Contacted to get COVID-19 vaccines for vulnerable others in BC and Alberta

Homeless and vulnerable people in British Columbia and Alberta have been approached with offers to pay for vaccinations against COVID-19 by those trying to fraudulently obtain vaccine cards.

Homeless and vulnerable people in British Columbia and Alberta have been approached with offers to pay for vaccinations against COVID-19 by those trying to fraudulently obtain vaccine cards.

Vancouver Coastal Health said on Thursday that people it has been contacted have been asked to get vaccinated using the person’s name and information.

“This behavior is reprehensible and we are disappointed that anyone would take advantage of vulnerable people in an attempt to circumvent the process of obtaining a BC Vaccine Card,” the health authority said in a statement.

“Future cases of fraud may be referred to local police authorities for follow-up action.”

In Alberta, Linda Pires-Railvas, a nurse at Edmonton Community Center, said a client told her in December that a stranger had approached to get the vaccine.

Pires-Relvas works for Boyle Street Community Services, a charity that works with homeless people in Edmonton.

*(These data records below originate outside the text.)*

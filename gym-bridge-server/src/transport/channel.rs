use super::{Transport, TransportError};
use crossbeam_channel::{bounded, Receiver, RecvTimeoutError, Sender};
use std::time::Duration;

/// Creates an in-process transport and the client connected to it.
pub fn channel(poll_interval: Duration) -> (ChannelTransport, ChannelClient) {
    let (req_tx, req_rx) = bounded(1);
    let (rep_tx, rep_rx) = bounded(1);
    (
        ChannelTransport {
            requests: req_rx,
            replies: rep_tx,
            poll_interval,
        },
        ChannelClient {
            requests: req_tx,
            replies: rep_rx,
        },
    )
}

/// Server end of an in-process request/reply channel.
pub struct ChannelTransport {
    requests: Receiver<Vec<u8>>,
    replies: Sender<Vec<u8>>,
    poll_interval: Duration,
}

impl Transport for ChannelTransport {
    fn recv(&mut self) -> Result<Option<Vec<u8>>, TransportError> {
        match self.requests.recv_timeout(self.poll_interval) {
            Ok(bytes) => Ok(Some(bytes)),
            Err(RecvTimeoutError::Timeout) => Ok(None),
            Err(RecvTimeoutError::Disconnected) => Err(TransportError::Closed),
        }
    }

    fn send(&mut self, bytes: &[u8]) -> Result<(), TransportError> {
        self.replies
            .send(bytes.to_vec())
            .map_err(|_| TransportError::Closed)
    }
}

/// Client end of an in-process request/reply channel.
///
/// Dropping the client closes the channel and ends the server loop.
pub struct ChannelClient {
    requests: Sender<Vec<u8>>,
    replies: Receiver<Vec<u8>>,
}

impl ChannelClient {
    /// Sends a request and waits for its reply.
    pub fn request(&self, bytes: Vec<u8>) -> Result<Vec<u8>, TransportError> {
        self.requests
            .send(bytes)
            .map_err(|_| TransportError::Closed)?;
        self.replies.recv().map_err(|_| TransportError::Closed)
    }

    /// A reply sent without a pending request, if any.
    #[cfg(test)]
    pub(crate) fn try_reply(&self) -> Option<Vec<u8>> {
        self.replies.try_recv().ok()
    }
}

“The customer herself shared that someone had approached her for vaccination using that person’s health card in exchange for paying $100,” she said.

His other friends were also contacted and they received multiple doses of the vaccine for different people, Pires-Relvas said.

Pires-Relvas said he is concerned about potential adverse reactions for these people taking more than the recommended dosage. She said it also reflects apathy towards those who are already struggling in the community.

“They don’t want to get vaccinated for whatever reason … but are not considering the health and potential harm to vulnerable people,” she said.

The Edmonton Police Service confirmed that it is investigating the allegation, which was reported earlier in the year.

Alberta Health Services said in a statement that serious adverse reactions with COVID-19 vaccines are rare, but the risk increases if doses are given within a short period of time.

People receiving their vaccines must provide a piece of identification, including an Alberta health care number, driver’s license, social insurance number, birth certificate or passport.

If one does not have a government-issued piece of identification, other methods can be used.

In December, B.C. health officials said that COVID-19 vaccination records that are suspected of being fraudulent recorded in the provincial registry were being reported to police.

The BC RCMP said they had no reports of homeless people being approached by strangers and offered cash for vaccination against COVID-19.

Vancouver police say no case has been filed with the department.

Vancouver Coastal Health said it has “successfully thwarted” efforts to undermine people’s access to the vaccine for them. It did not elaborate on those measures.

“Fake vaccination records are being removed from the Provincial Immunization Registry and BC Vaccine Cards are being cancelled,” it said.